Sunday, February 21, 2021

Fluid Milk Sales Continue Downslide.

Full year 2020 fluid milk sales are now available.  While 2020 milk sales had a bright spot for a few months when quarantining for COVID began, in the fourth quarter, even though nothing had really changed with COVID and quarantining, milk sales began to fall behind the prior year.  Whole milk and two percent milk continue to hold their own while one percent fat and no fat milk sales continue to plummet.  Organic milk fell in 2019 from the prior year but made a major comeback in 2020.

Chart I below shows the monthly progression of milk sales.  While milk sales have been falling for many years, in March 2020 as COVID showed its face and quarantining kept people at home, milk sales bloomed to a three-year high.  Perhaps a part of this was hoarding, as consumer shelves were often bare.  However, the milk increases which occurred in March 2020 and continued for a few months are one-time events, not lasting trends.

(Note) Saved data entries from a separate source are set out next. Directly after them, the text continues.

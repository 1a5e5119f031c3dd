//! Classic O(n log n) solver: sort by end, binary-search each predecessor.
//!
//! Kept as the reference the linear solver is checked against.

use super::predecessor::find_pred;
use super::validation::validate_jobs;
use super::{dp, schedule_metadata, SchedulingError};
use crate::config::SolverConfig;
use crate::models::{Job, Schedule};
use crate::sorting::{settle_end_ties, SortKey};
use crate::{log_debug, log_summary};

/// Predecessor of end-order rank `i`, searched on the fly.
fn pred_of(end_ordered: &[Job], i: usize) -> usize {
    find_pred(end_ordered, end_ordered[i - 1].start).min(i - 1)
}

/// End-ordered jobs, the dp table, and the strategy name.
type ClassicRun = (Vec<Job>, Vec<f64>, &'static str);

fn run(jobs: &[Job], config: &SolverConfig) -> Result<ClassicRun, SchedulingError> {
    let strategy = config.sort_strategy()?;
    validate_jobs(jobs)?;

    let mut end_ordered = strategy.sort(jobs, SortKey::End)?;
    settle_end_ties(&mut end_ordered);

    let dp = dp::fill(&end_ordered, |i| pred_of(&end_ordered, i));
    log_debug!(config.verbosity, "  dp = {:?}", dp);
    log_summary!(
        config.verbosity,
        "classic_dp[{}]: n={} total_weight={}",
        strategy.name(),
        jobs.len(),
        dp[jobs.len()]
    );
    Ok((end_ordered, dp, strategy.name()))
}

/// Maximum total weight of mutually compatible jobs, with a binary search per job.
pub fn classic_weighted_scheduling(
    jobs: &[Job],
    config: &SolverConfig,
) -> Result<f64, SchedulingError> {
    let (_, dp, _) = run(jobs, config)?;
    dp::total_weight(&dp)
}

/// Like `classic_weighted_scheduling`, also returning one optimal subset.
pub fn classic_schedule(jobs: &[Job], config: &SolverConfig) -> Result<Schedule, SchedulingError> {
    let (end_ordered, dp, strategy_name) = run(jobs, config)?;
    let total_weight = dp::total_weight(&dp)?;
    let selected = dp::reconstruct(&end_ordered, &dp, |i| pred_of(&end_ordered, i));
    Ok(Schedule {
        total_weight,
        selected,
        algorithm_metadata: schedule_metadata("classic_dp", strategy_name, jobs.len()),
    })
}

#[cfg(test)]
mod tests {
    use super::*;

    #[test]
    fn test_pred_of_uses_binary_search() {
        let end_ordered = vec![
            Job::new(0.0, 3.0, 1.0),
            Job::new(1.0, 5.0, 1.0),
            Job::new(3.0, 8.0, 1.0),
            Job::new(5.0, 9.0, 1.0),
        ];
        assert_eq!(pred_of(&end_ordered, 1), 0);
        assert_eq!(pred_of(&end_ordered, 2), 0);
        assert_eq!(pred_of(&end_ordered, 3), 1);
        assert_eq!(pred_of(&end_ordered, 4), 2);
    }

    #[test]
    fn test_classic_schedule() {
        let jobs = vec![
            Job::new(0.0, 3.0, 4.0),
            Job::new(1.0, 5.0, 6.0),
            Job::new(3.0, 8.0, 5.0),
            Job::new(5.0, 9.0, 2.0),
        ];
        let schedule = classic_schedule(&jobs, &SolverConfig::default()).unwrap();
        assert_eq!(schedule.total_weight, 9.0);
        assert_eq!(
            schedule.selected,
            vec![Job::new(0.0, 3.0, 4.0), Job::new(3.0, 8.0, 5.0)]
        );
        assert_eq!(
            schedule.algorithm_metadata.get("algorithm").map(String::as_str),
            Some("classic_dp")
        );
    }
}
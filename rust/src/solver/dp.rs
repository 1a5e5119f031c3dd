//! Dynamic-programming recurrence shared by both solvers.

use super::SchedulingError;
use crate::models::{Job, JobRecord};

/// Fill `dp[0..=n]` over the end-ordered jobs.
///
/// `dp[0] = 0` and `dp[i] = max(dp[i-1], weight(i) + dp[pred(i)])`, where
/// `pred(i) < i` is the end-order rank of job `i`'s latest compatible job.
pub(crate) fn fill<T: JobRecord>(end_ordered: &[T], pred: impl Fn(usize) -> usize) -> Vec<f64> {
    let mut dp = vec![0.0; end_ordered.len() + 1];
    for (i, job) in (1..).zip(end_ordered) {
        let include = job.weight() + dp[pred(i)];
        dp[i] = dp[i - 1].max(include);
    }
    dp
}

/// The optimum, `dp[n]`.
pub(crate) fn total_weight(dp: &[f64]) -> Result<f64, SchedulingError> {
    let total = dp.last().copied().unwrap_or(0.0);
    if !total.is_finite() {
        return Err(SchedulingError::WeightOverflow);
    }
    Ok(total)
}

/// Walk `dp` back from `n` and collect one optimal subset, in end order.
pub(crate) fn reconstruct<T: JobRecord>(
    end_ordered: &[T],
    dp: &[f64],
    pred: impl Fn(usize) -> usize,
) -> Vec<Job> {
    let mut selected = Vec::new();
    let mut i = end_ordered.len();
    while i > 0 {
        let job = &end_ordered[i - 1];
        let p = pred(i);
        if job.weight() + dp[p] > dp[i - 1] {
            selected.push(job.to_job());
            i = p;
        } else {
            i -= 1;
        }
    }
    selected.reverse();
    selected
}

#[cfg(test)]
mod tests {
    use super::*;

    fn end_ordered() -> Vec<Job> {
        vec![
            Job::new(1.0, 4.0, 3.0),
            Job::new(2.0, 6.0, 5.0),
            Job::new(4.0, 7.0, 2.0),
            Job::new(6.0, 8.0, 4.0),
            Job::new(3.0, 9.0, 6.0),
        ]
    }

    const PREDECESSORS: [usize; 6] = [0, 0, 0, 1, 2, 0];

    #[test]
    fn test_fill_recurrence() {
        let dp = fill(&end_ordered(), |i| PREDECESSORS[i]);
        assert_eq!(dp, vec![0.0, 3.0, 5.0, 5.0, 9.0, 9.0]);
        for pair in dp.windows(2) {
            assert!(pair[1] >= pair[0]);
        }
    }

    #[test]
    fn test_reconstruct_picks_optimal_subset() {
        let jobs = end_ordered();
        let dp = fill(&jobs, |i| PREDECESSORS[i]);
        let selected = reconstruct(&jobs, &dp, |i| PREDECESSORS[i]);
        assert_eq!(
            selected,
            vec![Job::new(2.0, 6.0, 5.0), Job::new(6.0, 8.0, 4.0)]
        );
    }

    #[test]
    fn test_negative_weights_are_skipped() {
        let jobs = vec![Job::new(0.0, 1.0, -2.0), Job::new(1.0, 2.0, 3.0)];
        let pred = |i: usize| [0, 0, 1][i];
        let dp = fill(&jobs, pred);
        assert_eq!(dp, vec![0.0, 0.0, 3.0]);
        assert_eq!(reconstruct(&jobs, &dp, pred), vec![Job::new(1.0, 2.0, 3.0)]);
    }

    #[test]
    fn test_total_weight_overflow() {
        assert_eq!(total_weight(&[0.0]), Ok(0.0));
        assert_eq!(total_weight(&[0.0, 7.0]), Ok(7.0));
        assert_eq!(
            total_weight(&[0.0, f64::INFINITY]),
            Err(SchedulingError::WeightOverflow)
        );
    }
}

Chart I - Monthly Milk Sales for 2018, 2019, and 2020

The next four charts show the changes by quarter in 2020.  The blip that increased sales in quarters one and two, evaporated in quarters three and four.   In both the third and fourth quarters, milk sales fell by 1.5 percent from the prior year.  Considering that COVID was still in full swing in quarters three and four, the decrease from the prior year would likely be in the range of 2 to 2.5 percent if COVID quarantining was not in effect. 

Chart II - First Quarter Milk Sales for 2018, 2019, and 2020

Chart III - Second Quarter Milk Sales for 2018, 2019, and 2020

Chart IV - Third Quarter Milk Sales for 2018, 2019, and 2020

Chart V - Fourth Quarter Milk Sales for 2018, 2019, and 2020

Whole milk and two percent fat milk held up well in 2020.  Whole milk sales, Chart VI, increased by 1.2 percent and 2.5 percent respectively in 2019 and 2020.  The greater increase in 2020 was primarily due to the pandemic buying spree which started in March 2020.  The whole milk gains in 2020 included the one-time event of COVID and without the pandemic the whole milk sales would likely be closer to the 2019 gain of 1.2 percent.

Two percent fat milk sales, Chart VII, decreased by 2.6 percent in 2019 and grew by 3.8 percent in 2020.  Again, the 2020 increase can mostly be attributed to the quarantining impact of COVID.  It is difficult to say how much of the 2020 gain is related directly to COVID quarantining.

Chart VI - Monthly Whole Milk Sales for 2018, 2019, and 2020

Chart VII - Monthly 2% Fat Milk Sales for 2018, 2019, and 2020

One percent milk and fat free milk, Charts VIII and IX, continued their decent.  One percent milk fell by 6.1 percent in 2019 and four percent in 2020.  Fat free milk fell even faster, down 11 percent in 2019 and 13.5 percent in 2020.

Chart VIII - Monthly One Percent Sales in 2018, 2019, and 2020

Chart IX - Monthly Fat Free Sales in 2018, 2019, and 2020

Organic milk sales did show strength.  Charts X and XI measure the impact of organic milk in two different ways.  Chart X shows the monthly sales in 2018, 2019, and 2020.  The sales of organic milk fell by 1.2 percent in 2019 but grew by 12.3 percent in 2020.

Chart XI shows the percentage of total milk that is organic.  Fluid milk sales are declining and have been for a number of years.  However, the percent of total milk that is organic has consistently grown.  It grew from 5.5 percent in 2018, to 5.6 percent in 2019, and 12.2 percent in 2020.  At 12.2 percent of the milk sold, organic milk is clearly more than just a niche product.

Chart X - Total Organic Milk Sales in 2018, 2019, and 2020

Chart XI - Percent of Total Milk Sales That Were Organic

SUMMARY

In the September 11, 2020 post to this blog, the per capita consumption of milk was decreasing at 2.6 percent annually.  With the current U.S. population increase of about .6 percent, that would make total U.S. demand of fluid milk decreasing at about two percent.  The current data for the third and fourth quarters show a 1.5 precent decrease during COVID lockdowns.  

It is reasonable that without the one-time influence of COVID, that domestic milk sales and consumption are still declining at about around two percent or slightly more annually.